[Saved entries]
■ ■ ■ ■

//! Education screens: event logging and its HTTP surface.

pub mod logger;
pub mod routes;

pub use logger::{EducationAction, EducationLogger};
pub use routes::{EducationRouteState, education_routes};
fn technical_issues_followup(ctx: &Context<'_>) -> Parts {
    let reported = ctx
        .payload
        .specific_issues
        .as_deref()
        .filter(|s| !s.trim().is_empty())
        .map(|s| format!("<p><strong>What you reported:</strong> {}</p>", escape_html(s)))
        .unwrap_or_default();
    let body = format!(
        "<p>Hi {name},</p>\
         <p>Sorry you've run into technical issues with {product}. Our technical team has your report and will work with you until it's resolved.</p>\
         {reported}{list}{sig}",
        name = ctx.name,
        product = ctx.product,
        list = bullet_list(&[
            "Troubleshooting guides for common issues",
            "Direct contact with our technical team",
            "Escalation for complex problems",
        ]),
        sig = ctx.signature(),
    );
    (
        "Technical Support - Issue Resolution Guide".to_string(),
        layout("Technical Support Information", &body),
        None,
    )
}

/// Escape text for inclusion in HTML element content or attribute values.
pub fn escape_html(s: &str) -> String {
    let mut out = String::with_capacity(s.len());
    for ch in s.chars() {
        match ch {
            '&' => out.push_str("&amp;"),
            '<' => out.push_str("&lt;"),
            '>' => out.push_str("&gt;"),
            '"' => out.push_str("&quot;"),
            '\'' => out.push_str("&#39;"),
            _ => out.push(ch),
        }
    }
    out
}

/// Plaintext rendering of an HTML body: block ends become line breaks, tags go,
/// entities are decoded and blank runs collapse.
pub fn strip_html(html: &str) -> String {
    let mut result = String::new();
    let mut in_tag = false;
    let mut tag = String::new();
    for ch in html.chars() {
        match ch {
            '<' => {
                in_tag = true;
                tag.clear();
            }
            '>' if in_tag => {
                in_tag = false;
                let name = tag
                    .trim_start_matches('/')
                    .split(|c: char| c.is_whitespace() || c == '/')
                    .next()
                    .unwrap_or("")
                    .to_ascii_lowercase();
                if matches!(name.as_str(), "br" | "p" | "div" | "h1" | "h2" | "h3" | "li" | "ul")
                    && !result.is_empty()
                    && !result.ends_with('\n')
                {
                    result.push('\n');
                }
                if name == "li" && !tag.starts_with('/') {
                    result.push_str("• ");
                }
            }
            _ if in_tag => tag.push(ch),
            _ => result.push(ch),
        }
    }

    let decoded = result
        .replace("&lt;", "<")
        .replace("&gt;", ">")
        .replace("&quot;", "\"")
        .replace("&#39;", "'")
        .replace("&amp;", "&");

    let mut lines: Vec<String> = Vec::new();
    for line in decoded.lines() {
        let line = line.split_whitespace().collect::<Vec<_>>().join(" ");
        if line.is_empty() && lines.last().is_none_or(|l| l.is_empty()) {
            continue;
        }
        lines.push(line);
    }
    while lines.last().is_some_and(|l| l.is_empty()) {
        lines.pop();
    }
    lines.join("\n")
}
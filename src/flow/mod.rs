//! The cancellation wizard: steps, reasons, routing and the controller.

pub mod controller;
pub mod feature;
pub mod reason;
pub mod router;
pub mod routes;
pub mod snapshot;
pub mod step;

pub use controller::{Notification, StepInput, Transition, WizardController, WizardSession};
pub use feature::Feature;
pub use router::{StepRouter, TerminalPolicy};
pub use routes::{WizardRouteState, wizard_routes};
pub use snapshot::{SnapshotPatch, SubmissionSnapshot};
pub use step::{StepKind, StepName, SubmissionStatus};
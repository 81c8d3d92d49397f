//! Wizard steps and the submission status they imply.

use std::str::FromStr;

use serde::{Deserialize, Serialize};

/// Every screen of the cancellation wizard.
///
/// Serialized names are the wire and storage form (`review_optimization_education`).
#[derive(Debug, Clone, Copy, PartialEq, Eq, Hash, Serialize, Deserialize)]
#[serde(rename_all = "snake_case")]
pub enum StepName {
    Feedback,
    ReviewOptimizationEducation,
    ReviewOptimizationCalendly,
    ReviewOptimizationEmailConfirmation,
    PoorExperienceEducation,
    PoorExperienceCalendly,
    PoorExperienceEmailConfirmation,
    TechnicalIssuesEducation,
    TechnicalIssuesConfirmation,
    FeatureEducation,
    CombinedEducation,
    CustomApiEducation,
    GoogleBusinessEducation,
    RetailSyndicationEducation,
    RetailSyndicationConfirmation,
    Retention,
    FuturePlans,
    Confirmation,
}

/// Coarse category of a step, recorded as the education event `stepType`.
#[derive(Debug, Clone, Copy, PartialEq, Eq, Serialize, Deserialize)]
#[serde(rename_all = "snake_case")]
pub enum StepKind {
    Feedback,
    Education,
    Calendly,
    Confirmation,
    Retention,
    FuturePlans,
}

impl StepKind {
    pub fn as_str(&self) -> &'static str {
        match self {
            Self::Feedback => "feedback",
            Self::Education => "education",
            Self::Calendly => "calendly",
            Self::Confirmation => "confirmation",
            Self::Retention => "retention",
            Self::FuturePlans => "future_plans",
        }
    }
}

impl StepName {
    pub const ALL: [StepName; 18] = [
        Self::Feedback,
        Self::ReviewOptimizationEducation,
        Self::ReviewOptimizationCalendly,
        Self::ReviewOptimizationEmailConfirmation,
        Self::PoorExperienceEducation,
        Self::PoorExperienceCalendly,
        Self::PoorExperienceEmailConfirmation,
        Self::TechnicalIssuesEducation,
        Self::TechnicalIssuesConfirmation,
        Self::FeatureEducation,
        Self::CombinedEducation,
        Self::CustomApiEducation,
        Self::GoogleBusinessEducation,
        Self::RetailSyndicationEducation,
        Self::RetailSyndicationConfirmation,
        Self::Retention,
        Self::FuturePlans,
        Self::Confirmation,
    ];

    pub fn as_str(&self) -> &'static str {
        match self {
            Self::Feedback => "feedback",
            Self::ReviewOptimizationEducation => "review_optimization_education",
            Self::ReviewOptimizationCalendly => "review_optimization_calendly",
            Self::ReviewOptimizationEmailConfirmation => "review_optimization_email_confirmation",
            Self::PoorExperienceEducation => "poor_experience_education",
            Self::PoorExperienceCalendly => "poor_experience_calendly",
            Self::PoorExperienceEmailConfirmation => "poor_experience_email_confirmation",
            Self::TechnicalIssuesEducation => "technical_issues_education",
            Self::TechnicalIssuesConfirmation => "technical_issues_confirmation",
            Self::FeatureEducation => "feature_education",
            Self::CombinedEducation => "combined_education",
            Self::CustomApiEducation => "custom_api_education",
            Self::GoogleBusinessEducation => "google_business_education",
            Self::RetailSyndicationEducation => "retail_syndication_education",
            Self::RetailSyndicationConfirmation => "retail_syndication_confirmation",
            Self::Retention => "retention",
            Self::FuturePlans => "future_plans",
            Self::Confirmation => "confirmation",
        }
    }

    /// Terminal steps end the wizard run.
    pub fn is_terminal(&self) -> bool {
        matches!(
            self,
            Self::ReviewOptimizationEmailConfirmation
                | Self::PoorExperienceEmailConfirmation
                | Self::TechnicalIssuesConfirmation
                | Self::RetailSyndicationConfirmation
                | Self::Confirmation
        )
    }

    pub fn kind(&self) -> StepKind {
        match self {
            Self::Feedback => StepKind::Feedback,
            Self::ReviewOptimizationEducation
            | Self::PoorExperienceEducation
            | Self::TechnicalIssuesEducation
            | Self::FeatureEducation
            | Self::CombinedEducation
            | Self::CustomApiEducation
            | Self::GoogleBusinessEducation
            | Self::RetailSyndicationEducation => StepKind::Education,
            Self::ReviewOptimizationCalendly | Self::PoorExperienceCalendly => StepKind::Calendly,
            Self::Retention => StepKind::Retention,
            Self::FuturePlans => StepKind::FuturePlans,
            Self::ReviewOptimizationEmailConfirmation
            | Self::PoorExperienceEmailConfirmation
            | Self::TechnicalIssuesConfirmation
            | Self::RetailSyndicationConfirmation
            | Self::Confirmation => StepKind::Confirmation,
        }
    }

    /// Rough completion percentage for a client-side progress bar.
    pub fn progress_percent(&self) -> u8 {
        if self.is_terminal() {
            return 100;
        }
        match self.kind() {
            StepKind::Feedback => 25,
            StepKind::Education => 50,
            StepKind::Calendly => 65,
            StepKind::Retention => 75,
            StepKind::FuturePlans => 90,
            StepKind::Confirmation => 100,
        }
    }
}

impl std::fmt::Display for StepName {
    fn fmt(&self, f: &mut std::fmt::Formatter<'_>) -> std::fmt::Result {
        f.write_str(self.as_str())
    }
}

/// Returned when a step name is not part of the wizard.
#[derive(Debug, Clone, PartialEq, Eq, thiserror::Error)]
#[error("unknown step: {0}")]
pub struct UnknownStep(pub String);

impl FromStr for StepName {
    type Err = UnknownStep;

    fn from_str(s: &str) -> Result<Self, Self::Err> {
        let trimmed = s.trim();
        Self::ALL
            .iter()
            .copied()
            .find(|step| step.as_str() == trimmed)
            .ok_or_else(|| UnknownStep(s.to_string()))
    }
}

/// Lifecycle of a submission.
#[derive(Debug, Clone, Copy, PartialEq, Eq, Default, Serialize, Deserialize)]
#[serde(rename_all = "snake_case")]
pub enum SubmissionStatus {
    #[default]
    Active,
    Retained,
    Cancelled,
}

impl SubmissionStatus {
    /// Status implied by reaching `step`.
    ///
    /// Every terminal step other than `confirmation` means the user took a
    /// remedy instead of cancelling.
    pub fn derive(step: StepName, retention_accepted: Option<bool>) -> Self {
        match step {
            StepName::Confirmation if retention_accepted == Some(true) => Self::Retained,
            StepName::Confirmation => Self::Cancelled,
            s if s.is_terminal() => Self::Retained,
            _ => Self::Active,
        }
    }

    pub fn as_str(&self) -> &'static str {
        match self {
            Self::Active => "active",
            Self::Retained => "retained",
            Self::Cancelled => "cancelled",
        }
    }

    pub fn parse(s: &str) -> Self {
        match s {
            "retained" => Self::Retained,
            "cancelled" => Self::Cancelled,
            _ => Self::Active,
        }
    }
}

impl std::fmt::Display for SubmissionStatus {
    fn fmt(&self, f: &mut std::fmt::Formatter<'_>) -> std::fmt::Result {
        f.write_str(self.as_str())
    }
}

#[cfg(test)]
mod tests {
    use super::*;

    #[test]
    fn display_matches_serde() {
        for step in StepName::ALL {
            let json = serde_json::to_value(step).unwrap();
            assert_eq!(json.as_str().unwrap(), step.to_string());
        }
        for status in [
            SubmissionStatus::Active,
            SubmissionStatus::Retained,
            SubmissionStatus::Cancelled,
        ] {
            let json = serde_json::to_value(status).unwrap();
            assert_eq!(json.as_str().unwrap(), status.to_string());
        }
    }

    #[test]
    fn from_str_roundtrips_every_step() {
        for step in StepName::ALL {
            assert_eq!(step.as_str().parse::<StepName>().unwrap(), step);
        }
        assert_eq!(" retention ".parse::<StepName>().unwrap(), StepName::Retention);
        assert!("legacy_email_step".parse::<StepName>().is_err());
    }

    #[test]
    fn five_terminal_steps() {
        let terminal: Vec<_> = StepName::ALL.iter().filter(|s| s.is_terminal()).collect();
        assert_eq!(terminal.len(), 5);
        assert!(terminal.iter().all(|s| s.kind() == StepKind::Confirmation));
        assert!(terminal.iter().all(|s| s.progress_percent() == 100));
    }

    #[test]
    fn kinds() {
        assert_eq!(StepName::CombinedEducation.kind(), StepKind::Education);
        assert_eq!(StepName::PoorExperienceCalendly.kind(), StepKind::Calendly);
        assert_eq!(StepName::FuturePlans.kind().as_str(), "future_plans");
        assert_eq!(StepName::Feedback.kind().as_str(), "feedback");
    }

    #[test]
    fn progress_is_monotonic_along_a_branch() {
        let path = [
            StepName::Feedback,
            StepName::ReviewOptimizationEducation,
            StepName::ReviewOptimizationCalendly,
            StepName::ReviewOptimizationEmailConfirmation,
        ];
        for pair in path.windows(2) {
            assert!(pair[0].progress_percent() < pair[1].progress_percent());
        }
    }

    #[test]
    fn status_derivation() {
        use SubmissionStatus::*;
        assert_eq!(SubmissionStatus::derive(StepName::Feedback, None), Active);
        assert_eq!(SubmissionStatus::derive(StepName::Retention, Some(true)), Active);
        assert_eq!(SubmissionStatus::derive(StepName::Confirmation, Some(true)), Retained);
        assert_eq!(SubmissionStatus::derive(StepName::Confirmation, Some(false)), Cancelled);
        assert_eq!(SubmissionStatus::derive(StepName::Confirmation, None), Cancelled);
        assert_eq!(
            SubmissionStatus::derive(StepName::TechnicalIssuesConfirmation, None),
            Retained
        );
        assert_eq!(
            SubmissionStatus::derive(StepName::PoorExperienceEmailConfirmation, None),
            Retained
        );
    }
}
//! REST endpoints for creating, updating and reading submissions.

use std::sync::Arc;

use axum::extract::rejection::{JsonRejection, QueryRejection};
use axum::extract::{Query, State};
use axum::routing::post;
use axum::{Json, Router};
use serde::Deserialize;
use serde_json::{Value, json};
use uuid::Uuid;

use crate::api::{ApiError, parse_submission_id, required};
use crate::flow::snapshot::{SnapshotPatch, SubmissionSnapshot, validate_email};
use crate::flow::step::{StepName, SubmissionStatus};
use crate::store::{Database, FeedbackPatch, NewSubmission, RetentionPatch, SubmissionPatch};

#[derive(Clone)]
pub struct SubmissionRouteState {
    pub db: Arc<dyn Database>,
}

#[derive(Debug, Deserialize)]
#[serde(rename_all = "camelCase")]
struct SaveSubmissionRequest {
    submission_id: Option<String>,
    current_step: Option<String>,
    #[serde(flatten)]
    fields: SnapshotPatch,
}

#[derive(Debug, Deserialize)]
struct GetSubmissionQuery {
    id: Option<String>,
}

const MISSING_REQUIRED: &str = "Email and current step are required";

/// POST /api/submissions
///
/// Creates a submission when `submissionId` is absent, otherwise updates it.
async fn save_submission(
    State(state): State<SubmissionRouteState>,
    body: Result<Json<SaveSubmissionRequest>, JsonRejection>,
) -> Result<Json<Value>, ApiError> {
    let Json(req) = body?;
    let email = required(&req.fields.email, MISSING_REQUIRED)?.to_string();
    let step = required(&req.current_step, MISSING_REQUIRED)?
        .parse::<StepName>()
        .map_err(|e| ApiError::BadRequest(format!("Invalid current step: {}", e.0)))?;
    validate_email(&email)?;

    let id = match req.submission_id.as_deref().filter(|s| !s.trim().is_empty()) {
        Some(raw) => {
            let id = parse_submission_id(raw)?;
            update(&*state.db, id, email, step, &req.fields).await?;
            id
        }
        None => create(&*state.db, email, step, &req.fields).await?,
    };

    let submission = state.db.get_submission(id).await?;
    Ok(Json(json!({
        "success": true,
        "submissionId": id,
        "submission": submission,
    })))
}

fn retention_patch(step: StepName, fields: &SnapshotPatch) -> RetentionPatch {
    let mut patch = RetentionPatch::from_patch(fields);
    if step == StepName::Retention {
        patch.offer_presented = Some(true);
    }
    patch
}

async fn create(
    db: &dyn Database,
    email: String,
    step: StepName,
    fields: &SnapshotPatch,
) -> Result<Uuid, ApiError> {
    if fields.touches_feedback() {
        let mut snapshot = SubmissionSnapshot::default();
        snapshot.merge(fields);
        snapshot.validate_feedback()?;
    }
    let feedback = fields
        .touches_feedback()
        .then(|| FeedbackPatch::from_patch(fields));
    let created = db
        .create_submission(NewSubmission {
            email,
            user_name: fields.user_name.clone(),
            current_step: step,
            status: SubmissionStatus::derive(step, fields.retention_accepted),
            feedback,
        })
        .await?;

    let retention = retention_patch(step, fields);
    if !retention.is_empty() {
        db.upsert_retention(created.id, retention).await?;
    }
    tracing::info!(submission_id = %created.id, step = %step, "Submission created via API");
    Ok(created.id)
}

async fn update(
    db: &dyn Database,
    id: Uuid,
    email: String,
    step: StepName,
    fields: &SnapshotPatch,
) -> Result<(), ApiError> {
    let existing = db.get_submission(id).await?;
    let mut snapshot = existing.snapshot();
    snapshot.merge(fields);
    if fields.touches_feedback() {
        snapshot.validate_feedback()?;
    }

    db.update_submission(
        id,
        SubmissionPatch {
            email: Some(email),
            user_name: fields.user_name.clone(),
            current_step: Some(step),
            status: Some(SubmissionStatus::derive(step, snapshot.retention_accepted)),
        },
    )
    .await?;

    if fields.touches_feedback() {
        db.upsert_feedback(id, FeedbackPatch::from_patch(fields)).await?;
    }
    let retention = retention_patch(step, fields);
    if !retention.is_empty() {
        db.upsert_retention(id, retention).await?;
    }
    Ok(())
}

/// GET /api/submissions?id=
async fn get_submission(
    State(state): State<SubmissionRouteState>,
    query: Result<Query<GetSubmissionQuery>, QueryRejection>,
) -> Result<Json<Value>, ApiError> {
    let Query(q) = query?;
    let id = parse_submission_id(required(&q.id, "Submission ID is required")?)?;
    let submission = state.db.get_submission(id).await?;
    Ok(Json(json!(submission)))
}

pub fn submission_routes(state: SubmissionRouteState) -> Router {
    Router::new()
        .route("/api/submissions", post(save_submission).get(get_submission))
        .with_state(state)
}
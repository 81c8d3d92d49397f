//! `Database` trait: single async interface for all persistence.

use async_trait::async_trait;
use chrono::{DateTime, Utc};
use uuid::Uuid;

use crate::error::DatabaseError;
use crate::store::model::{
    EducationEvent, EmailLog, Feedback, FeedbackPatch, NewEducationEvent, NewEmailLog,
    NewSubmission, Retention, RetentionPatch, Submission, SubmissionPatch,
};

/// Backend-agnostic store for submissions and everything hanging off them.
#[async_trait]
pub trait Database: Send + Sync {
    /// Run all pending schema migrations.
    async fn run_migrations(&self) -> Result<(), DatabaseError>;

    // ── Submissions ─────────────────────────────────────────────────

    /// Create a submission (and its feedback, when given).
    ///
    /// Fails with `DatabaseError::Validation` before writing anything if the
    /// email is blank or the given reasons are empty.
    async fn create_submission(&self, new: NewSubmission) -> Result<Submission, DatabaseError>;

    /// Apply a patch to an existing submission. `NotFound` if unknown.
    async fn update_submission(
        &self,
        id: Uuid,
        patch: SubmissionPatch,
    ) -> Result<Submission, DatabaseError>;

    /// Read-merge-write the submission's feedback row. A patch that changes
    /// nothing writes nothing.
    async fn upsert_feedback(&self, id: Uuid, patch: FeedbackPatch)
    -> Result<Feedback, DatabaseError>;

    /// Read-merge-write the submission's retention row. `presentedAt` and
    /// `acceptedAt` are stamped once.
    async fn upsert_retention(
        &self,
        id: Uuid,
        patch: RetentionPatch,
    ) -> Result<Retention, DatabaseError>;

    /// Fetch a submission with feedback, retention and education events.
    async fn get_submission(&self, id: Uuid) -> Result<Submission, DatabaseError>;

    async fn submission_exists(&self, id: Uuid) -> Result<bool, DatabaseError>;

    // ── Education events ────────────────────────────────────────────

    async fn insert_education_event(
        &self,
        event: NewEducationEvent,
    ) -> Result<EducationEvent, DatabaseError>;

    /// Events for one submission, oldest first.
    async fn list_education_events(
        &self,
        submission_id: Uuid,
    ) -> Result<Vec<EducationEvent>, DatabaseError>;

    // ── Email log ───────────────────────────────────────────────────

    async fn get_email_log(
        &self,
        submission_id: Uuid,
        email_type: &str,
    ) -> Result<Option<EmailLog>, DatabaseError>;

    /// Upsert the log row for (submission, type). A `sent` row is never
    /// downgraded.
    async fn record_email_log(&self, entry: NewEmailLog) -> Result<EmailLog, DatabaseError>;

    // ── Attempt rate limiting ───────────────────────────────────────

    /// Attempt timestamps for `ip` at or after `since`, oldest first.
    async fn recent_attempts(
        &self,
        ip: &str,
        since: DateTime<Utc>,
    ) -> Result<Vec<DateTime<Utc>>, DatabaseError>;

    async fn record_attempt(&self, ip: &str, at: DateTime<Utc>) -> Result<(), DatabaseError>;
}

■ ■ ■ ■

● Try it
Search the entries above for "created". Return every line that has it.

● Answer section
    let created = db
        db.upsert_retention(created.id, retention).await?;
    tracing::info!(submission_id = %created.id, step = %step, "Submission created via API");
    Ok(created.id)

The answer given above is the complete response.